**What the exercise asks**. Below are the records; repeat them in full, exactly.

..............................

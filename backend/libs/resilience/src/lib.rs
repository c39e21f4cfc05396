/// Resilience helpers shared by the product platform services
///
/// Every call to a cache, object store or broker goes through one of the
/// timeout wrappers so a slow dependency degrades into a named error instead
/// of stalling the caller.
///
/// # Example: cache lookup with timeout
///
/// ```rust,no_run
/// use resilience::timeout::with_timeout_result;
/// use std::time::Duration;
///
/// #[tokio::main]
/// async fn main() {
///     let result = with_timeout_result("cache.get", Duration::from_secs(1), async {
///         // Your cache call
///         Ok::<_, String>(Some("value".to_string()))
///     })
///     .await;
/// }
/// ```
pub mod timeout;

pub use timeout::{with_timeout, with_timeout_result, TimeoutError};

..............................

**Output for this exercise**.
filename backend/libs/resilience/src/lib.rs
repository c39e21f4cfc05396
/// Resilience helpers shared by the product platform services
///
/// Every call to a cache, object store or broker goes through one of the
/// timeout wrappers so a slow dependency degrades into a named error instead
/// of stalling the caller.
///
/// # Example: cache lookup with timeout
///
/// ```rust,no_run
/// use resilience::timeout::with_timeout_result;
/// use std::time::Duration;
///
/// #[tokio::main]
/// async fn main() {
///     let result = with_timeout_result("cache.get", Duration::from_secs(1), async {
///         // Your cache call
///         Ok::<_, String>(Some("value".to_string()))
///     })
///     .await;
/// }
/// ```
pub mod timeout;

pub use timeout::{with_timeout, with_timeout_result, TimeoutError};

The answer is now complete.